Senior author Ian Blair, PhD, a professor of Systems Pharmacology and Translational Therapeutics had been working in biomarkers when he was approached in 2014 to work as a part of a collaboration being formed between Penn and the Children’s Hospital of Philadelphia (CHOP) — The Penn Medicine/CHOP Friedrich’s Ataxia Center of Excellence.

“The elephant in the room, and the easiest thing to work on was frataxin, the protein missing in Friedrich’s ataxia,” said Blair in an interview with Rare Disease Report. “That seemed like the easiest approach; if frataxin is down, and we can make it go up, that’s obviously the best way for us to try and cure the disease.”
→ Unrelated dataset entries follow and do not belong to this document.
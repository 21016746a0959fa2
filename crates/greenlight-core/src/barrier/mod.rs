//! Barrier - the readiness coordinator.
//!
//! 役割はひとつ: 登録された初期化タスクが全部終わるまで待ち、aggregate な
//! ready 通知を一度だけ発火する。
//!
//! - **registry**: pending タスクの集合 + 登録順（`remain` リスト用）
//! - **latches**: `errored`（最初のハード失敗が勝つ）と `resolved`
//!   （通知はインスタンスごとに一度きり）
//! - **timers**: タスクごとの single-shot タイマー。発火は `timeout`
//!   イベントを流すだけで、完了にはならない
//! - **resolution**: watch チャネル。解決後に待ち始めたリスナーにも
//!   保存された結果がそのまま届く
//!
//! Registry mutation happens behind one lock, never held across an await.
//! Completion effects are deferred one scheduling turn (`tokio::spawn`), so
//! a handle invoked during sibling registration cannot tear the pending
//! set.

mod handle;

pub use handle::CompletionHandle;

use std::collections::HashMap;
use std::future::Future;
use std::sync::atomic::{AtomicBool, Ordering};
use std::sync::{Arc, Mutex, MutexGuard, Weak};
use std::time::Duration;

use tokio::sync::{broadcast, watch};
use tokio::task::AbortHandle;
use tracing::{debug, warn};

use crate::domain::{
    BarrierError, BarrierEvent, BarrierOptions, ReadyStat, RegisterError, TaskKey, TaskOptions,
};
use crate::ports::will_ready::FnHook;
use crate::ports::{Host, WillReadyHook};

/// Event channel capacity. A subscriber this many events behind starts
/// seeing `Lagged` instead of blocking the barrier.
const EVENT_CAPACITY: usize = 64;

struct TaskRecord {
    name: String,
    is_weak_dep: bool,
    timer: AbortHandle,
}

struct Registry {
    pending: HashMap<TaskKey, TaskRecord>,

    /// Registration order of the pending keys (drives `remain` lists).
    order: Vec<TaskKey>,

    hooks: Vec<Arc<dyn WillReadyHook>>,

    /// attach は barrier ごとに一度だけ
    attached: bool,
}

impl Registry {
    fn new() -> Self {
        Self {
            pending: HashMap::new(),
            order: Vec::new(),
            hooks: Vec::new(),
            attached: false,
        }
    }
}

pub(crate) struct Inner {
    options: BarrierOptions,
    registry: Mutex<Registry>,
    errored: AtomicBool,
    resolved: AtomicBool,
    started: AtomicBool,
    outcome: watch::Sender<Option<Result<(), BarrierError>>>,
    events: broadcast::Sender<BarrierEvent>,
}

impl Inner {
    fn registry(&self) -> MutexGuard<'_, Registry> {
        self.registry.lock().expect("barrier registry lock poisoned")
    }

    pub(crate) fn is_errored(&self) -> bool {
        self.errored.load(Ordering::SeqCst)
    }

    fn is_resolved(&self) -> bool {
        self.resolved.load(Ordering::SeqCst)
    }

    fn emit(&self, event: BarrierEvent) {
        // no subscribers is fine
        let _ = self.events.send(event);
    }

    fn task_timed_out(&self, key: TaskKey, name: &str) {
        if self.is_resolved() || !self.registry().pending.contains_key(&key) {
            return;
        }
        debug!(task = %name, "ready task timed out, still waiting");
        self.emit(BarrierEvent::Timeout {
            task: name.to_string(),
        });
    }

    /// Apply one deferred completion.
    pub(crate) async fn task_done(&self, key: TaskKey, error: Option<String>) {
        // All registry access stays inside this block so the (non-Send)
        // lock guard is provably out of scope before any await below.
        let drained = {
            let mut registry = self.registry();
            if self.is_resolved() || self.is_errored() {
                return;
            }
            let is_weak_dep = match registry.pending.get(&key) {
                Some(record) => record.is_weak_dep,
                None => return,
            };

            if let Some(message) = &error
                && !is_weak_dep
            {
                // first hard failure wins: latch, pre-empt everything pending
                self.errored.store(true, Ordering::SeqCst);
                let Some(record) = registry.pending.remove(&key) else {
                    return;
                };
                registry.order.retain(|k| k != &key);
                for remaining in registry.pending.values() {
                    remaining.timer.abort();
                }
                drop(registry);

                let failure = BarrierError::TaskFailed {
                    task: record.name,
                    message: message.clone(),
                };
                debug!(error = %failure, "ready task failed, latching barrier");
                self.emit(BarrierEvent::Error(failure.clone()));
                self.finish(Err(failure));
                return;
            }

            // success, or a weak failure downgraded to a report
            let Some(record) = registry.pending.remove(&key) else {
                return;
            };
            registry.order.retain(|k| k != &key);
            let remain: Vec<String> = registry
                .order
                .iter()
                .filter_map(|k| registry.pending.get(k).map(|r| r.name.clone()))
                .collect();
            let drained = registry.pending.is_empty();
            drop(registry);

            if let Some(message) = error {
                warn!(task = %record.name, error = %message, "weak dependency failed, continuing");
                self.emit(BarrierEvent::Error(BarrierError::TaskFailed {
                    task: record.name.clone(),
                    message,
                }));
            }
            debug!(task = %record.name, remain = remain.len(), "ready task completed");
            self.emit(BarrierEvent::Stat(ReadyStat {
                id: record.name,
                remain,
            }));

            drained
        };

        if drained {
            self.resolve_success().await;
        }
    }

    /// Run the will-ready hooks, then resolve with success (or with the
    /// first hook failure).
    async fn resolve_success(&self) {
        if self.is_resolved() || self.is_errored() {
            return;
        }
        // drain so the hooks can only ever run once
        let hooks: Vec<Arc<dyn WillReadyHook>> = {
            let mut registry = self.registry();
            registry.hooks.drain(..).collect()
        };
        for hook in hooks {
            if let Err(message) = hook.run().await {
                self.errored.store(true, Ordering::SeqCst);
                let failure = BarrierError::WillReadyFailed { message };
                debug!(error = %failure, "will-ready hook failed");
                self.emit(BarrierEvent::Error(failure.clone()));
                self.finish(Err(failure));
                return;
            }
        }
        debug!("all ready tasks completed, resolving");
        self.finish(Ok(()));
    }

    fn finish(&self, outcome: Result<(), BarrierError>) {
        if self.resolved.swap(true, Ordering::SeqCst) {
            return;
        }
        // 解決後はいかなるシグナルも流さない。残っているタイマーを止める
        for record in self.registry().pending.values() {
            record.timer.abort();
        }
        self.outcome.send_replace(Some(outcome));
    }
}

/// The readiness barrier.
///
/// Cheap to clone; clones share the same registry, latches, and event
/// stream. Construct one per logical application instance, inside a Tokio
/// runtime (timers and deferred completions are spawned tasks).
#[derive(Clone)]
pub struct Barrier {
    inner: Arc<Inner>,
}

impl Barrier {
    /// Barrier with library defaults, started immediately.
    pub fn new() -> Self {
        Self::with_options(BarrierOptions::default())
    }

    pub fn with_options(options: BarrierOptions) -> Self {
        let (outcome, _) = watch::channel(None);
        let (events, _) = broadcast::channel(EVENT_CAPACITY);
        let lazy_start = options.lazy_start;
        let barrier = Self {
            inner: Arc::new(Inner {
                options,
                registry: Mutex::new(Registry::new()),
                errored: AtomicBool::new(false),
                resolved: AtomicBool::new(false),
                started: AtomicBool::new(false),
                outcome,
                events,
            }),
        };
        if !lazy_start {
            barrier.start();
        }
        barrier
    }

    /// Run the empty-registry check one scheduling turn from now.
    ///
    /// With `lazy_start` this is the explicit trigger; otherwise it already
    /// ran at construction. Idempotent.
    pub fn start(&self) {
        if self.inner.started.swap(true, Ordering::SeqCst) {
            return;
        }
        let inner = Arc::clone(&self.inner);
        tokio::spawn(async move {
            // 同じターンに行われる登録を先に通す
            tokio::task::yield_now().await;
            if inner.registry().pending.is_empty() {
                debug!("no tasks registered, resolving directly");
                inner.resolve_success().await;
            }
        });
    }

    /// Register a named task with instance-default options.
    ///
    /// Fails synchronously when `name` is already pending; the name becomes
    /// reusable once that task completes.
    pub fn register(&self, name: &str) -> Result<CompletionHandle, RegisterError> {
        self.register_inner(Some(name), TaskOptions::default())
    }

    /// Register a named task with per-task option overrides.
    pub fn register_with(
        &self,
        name: &str,
        options: TaskOptions,
    ) -> Result<CompletionHandle, RegisterError> {
        self.register_inner(Some(name), options)
    }

    /// Register a task under a generated unique name.
    ///
    /// Rejected when the barrier was built with `require_name`.
    pub fn register_anonymous(&self) -> Result<CompletionHandle, RegisterError> {
        self.register_inner(None, TaskOptions::default())
    }

    fn register_inner(
        &self,
        name: Option<&str>,
        options: TaskOptions,
    ) -> Result<CompletionHandle, RegisterError> {
        let resolved = options.resolve(&self.inner.options);
        let key = TaskKey::generate();

        let mut registry = self.inner.registry();
        let name = match name {
            Some(name) => {
                if registry.pending.values().any(|r| r.name == name) {
                    return Err(RegisterError::DuplicateTask(name.to_string()));
                }
                name.to_string()
            }
            None if self.inner.options.require_name => return Err(RegisterError::MissingName),
            None => key.to_string(),
        };

        let timer = self.spawn_timer(key, name.clone(), resolved.timeout);
        debug!(
            task = %name,
            key = %key,
            timeout_ms = resolved.timeout.as_millis() as u64,
            weak = resolved.is_weak_dep,
            "register ready task"
        );
        registry.pending.insert(
            key,
            TaskRecord {
                name: name.clone(),
                is_weak_dep: resolved.is_weak_dep,
                timer: timer.clone(),
            },
        );
        registry.order.push(key);
        drop(registry);

        Ok(CompletionHandle::new(
            key,
            name,
            timer,
            Arc::clone(&self.inner),
        ))
    }

    fn spawn_timer(&self, key: TaskKey, name: String, timeout: Duration) -> AbortHandle {
        // Weak: タイマーだけが barrier を延命しないように
        let weak: Weak<Inner> = Arc::downgrade(&self.inner);
        let join = tokio::spawn(async move {
            tokio::time::sleep(timeout).await;
            let Some(inner) = weak.upgrade() else {
                return;
            };
            inner.task_timed_out(key, &name);
        });
        join.abort_handle()
    }

    /// Wait for the aggregate notification.
    ///
    /// Any number of listeners may wait, before or after resolution; late
    /// listeners receive the stored outcome.
    pub async fn ready(&self) -> Result<(), BarrierError> {
        let mut rx = self.inner.outcome.subscribe();
        loop {
            if let Some(outcome) = rx.borrow_and_update().clone() {
                return outcome;
            }
            if rx.changed().await.is_err() {
                // unreachable: the sender lives in Inner, which `self`
                // keeps alive
                return Ok(());
            }
        }
    }

    /// Register a hook to run before a successful resolution.
    pub fn will_ready(&self, hook: Arc<dyn WillReadyHook>) {
        self.inner.registry().hooks.push(hook);
    }

    /// Closure form of [`Barrier::will_ready`].
    pub fn will_ready_fn<F, Fut>(&self, hook: F)
    where
        F: Fn() -> Fut + Send + Sync + 'static,
        Fut: Future<Output = Result<(), String>> + Send + 'static,
    {
        self.will_ready(Arc::new(FnHook(hook)));
    }

    /// Subscribe to the `error` / `stat` / `timeout` event stream.
    pub fn subscribe(&self) -> broadcast::Receiver<BarrierEvent> {
        self.inner.events.subscribe()
    }

    /// Bind this barrier to a host object.
    ///
    /// Single-use: the first call returns the delegate surface, every later
    /// call returns `None`. When the host advertises an event sink, barrier
    /// events are forwarded to it; hosts without one are fine too.
    pub fn attach(&self, host: Arc<dyn Host>) -> Option<ReadyHandle> {
        {
            let mut registry = self.inner.registry();
            if registry.attached {
                return None;
            }
            registry.attached = true;
        }

        if let Some(sink) = host.event_sink() {
            let mut events = self.inner.events.subscribe();
            tokio::spawn(async move {
                loop {
                    match events.recv().await {
                        Ok(event) => sink.emit(&event),
                        Err(broadcast::error::RecvError::Lagged(_)) => continue,
                        Err(broadcast::error::RecvError::Closed) => break,
                    }
                }
            });
        }

        Some(ReadyHandle {
            barrier: self.clone(),
        })
    }
}

impl Default for Barrier {
    fn default() -> Self {
        Self::new()
    }
}

/// Bound delegate surface handed to an attached host.
///
/// The host stores this instead of inheriting from anything; both methods
/// delegate straight to the barrier.
#[derive(Clone)]
pub struct ReadyHandle {
    barrier: Barrier,
}

impl ReadyHandle {
    pub async fn ready(&self) -> Result<(), BarrierError> {
        self.barrier.ready().await
    }

    pub fn ready_callback(&self, name: &str) -> Result<CompletionHandle, RegisterError> {
        self.barrier.register(name)
    }

    pub fn ready_callback_with(
        &self,
        name: &str,
        options: TaskOptions,
    ) -> Result<CompletionHandle, RegisterError> {
        self.barrier.register_with(name, options)
    }
}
In individuals with FA, the frataxin protein is produced in amounts inadequate for the proper functionality of the mitochondria. This occurs because of a mutation in the FXN gene, which results in decreased expression of frataxin, which is typically found in the mitochondria of cells and is heavily involved in biochemical reactions that generate energy.

“We also found the FA patients had serum ApoA-I levels that were lower than healthy control subjects,” Blair continued. Using a highly specific and sensitive assay, Blair and David Lynch, MD, PhD, a professor of Neurology at CHOP, found a 22% decrease in ApoA-I in the blood of FA patients in comparison to blood samples from non-affected healthy individuals.

The pair found that statins could possess the ability to assist FA patients increase their naturally low ApoA-I levels, thus increasing their HDL levels and potentially preventing heart disease. Using an experimental FA cell line, they also discovered that cells without frataxin produced lower levels of ApoA-I compared to controls. The cholesterol-lowering drug simvastatin, however, increased the ApoA-I levels by 20% in these cells.

“I think that our findings provide compelling evidence for a trial of statins in FA patients to potentially reduce their cardiovascular risk,” Blair said in an article in Penn Medicine News. He did note, however, that one potential issue is that increased doses of statins are associated with myositis and rhabdomyolysis, so it would be critical to vigilantly monitor these side effects.

Additionally, co-administration of coenzyme Q10 supplement could help lower the risk of muscle-related side effects.

It was concluded in the study that the ApoA-I levels did not correlate with trinucleotide (GAA) repeat length. Therefore, it will be important in the future to evaluate frataxin levels in FA cases to determine whether there is a threshold level required for optimal ApoA-I secretion.